→ Activity
Present the count of lines in the entries below that hold "NodeId", and present nothing else.
:: Input material
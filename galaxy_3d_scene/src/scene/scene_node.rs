/// SceneNode: flat container of attached scene objects.
///
/// Attaching and detaching go through the node so the holder recorded for
/// each object always matches the node listing it.

use super::scene_object::{ObjectEntry, SceneObjectKey};

/// Index of a node in its owner's node arena
#[derive(Debug, Clone, Copy, PartialEq, Eq, Hash, PartialOrd, Ord)]
pub struct NodeId(pub(crate) usize);

impl NodeId {
    /// The octree root is always the first node created
    pub const ROOT: NodeId = NodeId(0);

    pub fn index(&self) -> usize {
        self.0
    }
}

#[derive(Debug)]
pub struct SceneNode {
    id: NodeId,
    objects: Vec<SceneObjectKey>,
}

impl SceneNode {
    pub fn new(id: NodeId) -> Self {
        Self {
            id,
            objects: Vec::new(),
        }
    }

    pub fn id(&self) -> NodeId {
        self.id
    }

    /// Attached objects, in attachment order
    pub fn objects(&self) -> &[SceneObjectKey] {
        &self.objects
    }

    pub fn len(&self) -> usize {
        self.objects.len()
    }

    pub fn is_empty(&self) -> bool {
        self.objects.is_empty()
    }

    pub fn contains(&self, key: SceneObjectKey) -> bool {
        self.objects.contains(&key)
    }

    /// Attach an object and record this node as its holder.
    pub(crate) fn add_object(&mut self, key: SceneObjectKey, entry: &mut ObjectEntry) {
        debug_assert!(entry.node.is_none(), "object already attached to {:?}", entry.node);
        self.objects.push(key);
        entry.node = Some(self.id);
        entry.object.notify_parent_node(Some(self.id));
    }

    /// Detach an object. Returns `false` if this node does not hold it.
    pub(crate) fn remove_object(&mut self, key: SceneObjectKey, entry: &mut ObjectEntry) -> bool {
        let Some(position) = self.objects.iter().position(|&k| k == key) else {
            return false;
        };
        self.objects.remove(position);
        entry.node = None;
        entry.object.notify_parent_node(None);
        true
    }
}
::::
→ Solution to the problem
6